In the figure below, we can observe that TRMM underestimated the rainfall in the southwestern region and overestimated it in the northeastern region, when compared to in situ rainfall data. In summary, comparing error magnitudes and correlation of rainfall estimates (more information here), os dados observados pelo satélite apresentaram desempenho satisfatório na representação das precipitações pluviométricas do estado de Roraima.
Mean annual rainfall in Roraima state a) obtained from rain gauges and b) estimates from TRMM. Source: Ribeiro et al, 2019.
Studies similar to the presented here show remote sensing techniques as a potential alternative to accurately estimate rainfall, providing data to more refined water availability studies, especially in data scarce regions.
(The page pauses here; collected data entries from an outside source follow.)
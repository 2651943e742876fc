//! Capturing a with-block's instructions and replaying its as-clause.

use std::sync::Arc;

use ahash::AHashSet;
use indexmap::IndexMap;

use crate::{
    bytecode::{Arg, Bytecode, CodeFlags, Instr, Opcode},
    exception::{Exception, RunResult},
    host::Host,
    value::Value,
};

use super::{BlockCx, HackBase, HackError, WithHack, extract, rewrite_for_function};

/// Display name of the code synthesized to replay an as-clause.
pub const AS_CLAUSE_NAME: &str = "<as clause>";

/// A hack that captures the instructions of the block it guards.
///
/// The body is skipped unless the base forces execution. After exit,
/// [`bytecode`](Self::bytecode) holds the body without the setup and teardown
/// instructions and [`as_clause`](Self::as_clause) the instructions binding
/// the `as` target.
#[derive(Debug, Clone)]
pub struct CaptureBytecode {
    base: HackBase,
    start: Option<usize>,
    body: Option<Bytecode>,
    as_clause: Option<Bytecode>,
}

impl CaptureBytecode {
    #[must_use]
    pub fn new(base: HackBase) -> Self {
        Self {
            base,
            start: None,
            body: None,
            as_clause: None,
        }
    }

    /// A body-skipping capture bound to the current frame of `host`.
    #[must_use]
    pub fn for_current_frame(host: &dyn Host) -> Self {
        Self::new(HackBase::for_current_frame(host).dont_execute(true))
    }

    #[must_use]
    pub fn base(&self) -> &HackBase {
        &self.base
    }

    /// The captured body, once the block has exited.
    #[must_use]
    pub fn bytecode(&self) -> Option<&Bytecode> {
        self.body.as_ref()
    }

    /// The captured as-clause, once the block has exited.
    #[must_use]
    pub fn as_clause(&self) -> Option<&Bytecode> {
        self.as_clause.as_ref()
    }

    /// Enters the base and records where the block starts.
    pub fn begin(&mut self, cx: &mut BlockCx<'_>) -> Result<(), HackError> {
        self.base.enter(cx)?;
        let context = self.base.require_context()?;
        let frame = cx.host.frame(context).ok_or(HackError::FrameGone(context))?;
        self.start = Some(frame.lasti());
        self.body = None;
        self.as_clause = None;
        Ok(())
    }

    /// Captures the block unless a script exception is leaving it, then exits the base.
    ///
    /// Returns whether `exc` must be swallowed.
    pub fn finish(&mut self, cx: &mut BlockCx<'_>, exc: Option<&Exception>) -> Result<bool, HackError> {
        if exc.is_none_or(Exception::is_block_skip) {
            self.capture(cx)?;
        }
        Ok(self.base.exit(exc))
    }

    fn capture(&mut self, cx: &mut BlockCx<'_>) -> Result<(), HackError> {
        let context = self.base.require_context()?;
        let start = self
            .start
            .ok_or_else(|| HackError::MalformedBlock("capture was never started".to_owned()))?;
        let end = cx.host.frame(context).ok_or(HackError::FrameGone(context))?.lasti();
        let (as_clause, body) = split_block(extract(&*cx.host, context, start, end)?)?;
        log::debug!(
            "captured block of {context}: {} as-clause and {} body instruction(s)",
            as_clause.len(),
            body.len()
        );
        self.as_clause = Some(as_clause);
        self.body = Some(body);
        Ok(())
    }

    /// Binds `value` the way the block's as-clause would have.
    pub fn run_as_clause(&self, cx: &mut BlockCx<'_>, value: Value) -> RunResult<()> {
        let clause = self
            .as_clause
            .as_ref()
            .ok_or_else(|| HackError::MalformedBlock("no block was captured".to_owned()))?;
        if let [only] = clause.instrs.as_slice() {
            match (only.op, only.name_arg()) {
                (Opcode::StoreFast | Opcode::StoreDeref, Some(name)) => {
                    let bindings = IndexMap::from([(name.to_owned(), value)]);
                    return Ok(self.base.set_context_locals(cx, bindings)?);
                }
                // anonymous block; the value is dropped
                (Opcode::Pop, _) => return Ok(()),
                _ => {}
            }
        }
        if let Some(store) = clause
            .instrs
            .iter()
            .find(|i| matches!(i.op, Opcode::StoreFast | Opcode::StoreDeref))
        {
            return Err(HackError::UnsupportedTarget(format!("{store} inside a compound target")).into());
        }

        let context = self.base.require_context()?;
        let frame = cx.host.frame_mut(context).ok_or(HackError::FrameGone(context))?;
        let locals = frame.locals_scope();
        let globals = frame.globals().clone();
        let existing: AHashSet<String> = locals.names().into_iter().collect();

        let mut code = clause.empty_like();
        code.name = AS_CLAUSE_NAME.to_owned();
        code.argnames.clear();
        code.argcount = 0;
        code.flags = CodeFlags::empty();
        code.push(Instr::with_arg(Opcode::LoadConst, Arg::Placeholder(0)));
        for instr in &clause.instrs {
            code.push(instr.clone());
        }
        code.push(Instr::constant(Value::None));
        code.push(Instr::new(Opcode::ReturnValue));
        rewrite_for_function(&mut code, &[], &existing);

        let code = code.materialize(&[value]).map_err(HackError::from)?;
        log::debug!("replaying as-clause in {context}");
        cx.host.execute(Arc::new(code), globals, locals)?;
        Ok(())
    }
}

impl WithHack for CaptureBytecode {
    fn kind(&self) -> &'static str {
        "CaptureBytecode"
    }

    fn enter(&mut self, cx: &mut BlockCx<'_>) -> RunResult<Value> {
        self.begin(cx)?;
        Ok(cx.this_value())
    }

    fn exit(&mut self, cx: &mut BlockCx<'_>, exc: Option<&Exception>) -> RunResult<bool> {
        Ok(self.finish(cx, exc)?)
    }

    fn attribute(&self, name: &str) -> Option<Value> {
        match name {
            "bytecode" => self.bytecode().map(listing_value),
            _ => None,
        }
    }
}

/// The instruction listing of `bytecode` as a list of strings.
#[must_use]
pub fn listing_value(bytecode: &Bytecode) -> Value {
    Value::list(bytecode.listing().into_iter().map(Value::from).collect())
}

/// Splits the instructions of a with-statement into its as-clause and body.
///
/// `seq` starts at or before the block's `SetupWith`. Everything through
/// `SetupWith` is dropped, the as-clause runs until the value is fully bound
/// and the body ends before the last `PopBlock`.
pub fn split_block(mut seq: Bytecode) -> Result<(Bytecode, Bytecode), HackError> {
    let setup = seq
        .instrs
        .iter()
        .position(|i| i.op == Opcode::SetupWith)
        .ok_or_else(|| HackError::MalformedBlock("no SetupWith at the start of the block".to_owned()))?;
    seq.drain_front(setup + 1);

    let clause_len = as_clause_len(&seq.instrs)
        .ok_or_else(|| HackError::MalformedBlock("the entered value is never bound".to_owned()))?;
    let mut clause = seq.empty_like();
    for instr in seq.drain_front(clause_len) {
        clause.push(instr);
    }

    let teardown = seq
        .instrs
        .iter()
        .rposition(|i| i.op == Opcode::PopBlock)
        .ok_or_else(|| HackError::MalformedBlock("no PopBlock at the end of the block".to_owned()))?;
    seq.truncate(teardown);
    seq.prune_trailing();
    Ok((clause, seq))
}

/// Length of the as-clause: through the first store or discard, or through
/// the store binding the last element when the target unpacks.
fn as_clause_len(instrs: &[Instr]) -> Option<usize> {
    let mut unbound = 1usize;
    for (i, instr) in instrs.iter().enumerate() {
        match (instr.op, &instr.arg) {
            (Opcode::UnpackSequence, Arg::Int(n)) => unbound = unbound + usize::from(*n) - 1,
            (op, _) if op.is_store() || op == Opcode::Pop => unbound -= 1,
            _ => continue,
        }
        if unbound == 0 {
            return Some(i + 1);
        }
    }
    None
}

#[cfg(test)]
mod tests {
    use pretty_assertions::assert_eq;

    use parking_lot::Mutex;

    use super::*;
    use crate::{
        bytecode::{Code, FrameId, VM, compile, decode},
        config::VmConfig,
        exception::ExcType,
        hack::HackRef,
        io::NoPrint,
        namespace::Scope,
        tracer::NoopTracer,
    };

    fn block_of(source: &str) -> Bytecode {
        let code: Code = compile(source, "<module>").unwrap();
        let concrete = decode(&code).unwrap();
        let start = concrete.iter().find(|i| i.opcode == Opcode::SetupWith).unwrap().offset;
        let end = concrete.iter().find(|i| i.opcode == Opcode::ExitWith).unwrap().offset;
        super::super::extract_code(&code, start, end).unwrap()
    }

    #[test]
    fn splits_simple_target() {
        let (clause, body) = split_block(block_of("with h as x:\n    y = 1\n")).unwrap();
        assert_eq!(clause.listing(), vec!["StoreName x".to_owned()]);
        assert_eq!(body.listing(), vec!["LoadConst 1".to_owned(), "StoreName y".to_owned()]);
    }

    #[test]
    fn anonymous_block_discards_the_value() {
        let (clause, body) = split_block(block_of("with h:\n    pass\n")).unwrap();
        assert_eq!(clause.listing(), vec!["Pop".to_owned()]);
        assert_eq!(body.listing(), vec!["Nop".to_owned()]);
    }

    #[test]
    fn compound_targets_stay_whole() {
        let (clause, _) = split_block(block_of("with h as items[0]:\n    pass\n")).unwrap();
        assert_eq!(
            clause.listing(),
            vec!["LoadName items".to_owned(), "LoadConst 0".to_owned(), "StoreSubscr".to_owned()]
        );
        let (clause, body) = split_block(block_of("with h as (a, b):\n    pass\n")).unwrap();
        assert_eq!(
            clause.listing(),
            vec!["UnpackSequence 2".to_owned(), "StoreName a".to_owned(), "StoreName b".to_owned()]
        );
        assert_eq!(body.len(), 1);
    }

    #[test]
    fn missing_markers_fail_fast() {
        let mut seq = Bytecode::new("<module>");
        seq.push(Instr::new(Opcode::Nop));
        assert!(matches!(split_block(seq), Err(HackError::MalformedBlock(_))));
    }

    /// Unpacking into local slots cannot be replayed from outside the frame.
    #[test]
    fn compound_local_slot_targets_are_refused() {
        let mut capture = CaptureBytecode::new(HackBase::new(None));
        let mut clause = Bytecode::new("<test>");
        clause.push(Instr::with_arg(Opcode::UnpackSequence, Arg::Int(2)));
        clause.push(Instr::name(Opcode::StoreFast, "a"));
        clause.push(Instr::name(Opcode::StoreFast, "b"));
        capture.as_clause = Some(clause);

        let mut print = NoPrint;
        let mut vm = VM::new(&mut print, NoopTracer, VmConfig::default(), Scope::new());
        let this: HackRef = Arc::new(Mutex::new(CaptureBytecode::new(HackBase::new(None))));
        let mut cx = BlockCx {
            host: &mut vm,
            frame: FrameId::next(),
            this,
        };
        let pair = Value::tuple(vec![Value::Int(1), Value::Int(2)]);
        let err = capture.run_as_clause(&mut cx, pair).unwrap_err();
        assert!(err.is(ExcType::NotImplementedError), "unexpected error: {err}");
    }
}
However, we emphasize that field measurements, as rain gauges, are fundamental to evaluate, validate and enhance the performance of satellite estimates.
Science is done collaboratively
The text presented is the result of the research carried out by Larissa de Castro Ribeiro for her undergrad thesis. The work was supervised by Dr. Silvestre Lopes da Nobrega and had the financial support of the Brazilian government through CAPES; data were provided by the Brazilian Water Agency (ANA) and the TRMM Mission (NASA and JAXA).
Want to know more? Access the links below!
Ribeiro et al. (2019). Precipitação estimada pelo Satélite TRMM na região do Estado de Roraima. Anais do XIX Simpósio Brasileiro de Sensoriamento Remoto. ISBN: 978-85-17-00097-3. (Link).
Beck et al. (2019). MSWEP V2 Global 3-Hourly 0.1° Precipitation: Methodology and Quantitative Assessment. https://doi.org/10.1175/BAMS-D-17-0138.1. (Link).
Oliveira et al. (2019). Avaliação dos dados de precipitação estimados pelo MSWEP para a bacia Amazônica. Anais do XVIII Simpósio Brasileiro de Sensoriamento Remoto -SBSR ISBN: 978-85-17-00088-1. (Link)
Santos et al. (2018). Validação dos dados de precipitação estimados pelo satélite GPM na região sul do Amazonas. Rev. Ambient. Água [online]. 2019, vol.14, n.1. (Link).
NASA. IMERG: Integrated Multi-satellitE Retrievals for GPM. (Link).
NASA. TRMM – Tropical Rainfall Measuring Mission. (Link)
Larissa de Castro Ribeiro is a civil engineer (UFRR – 2018). She is currently a master's student at the Institute of Hydraulic Research (IPH) – UFRGS, where she studies the characterization of the hydrological regime of the rivers of South America. More details on Lattes.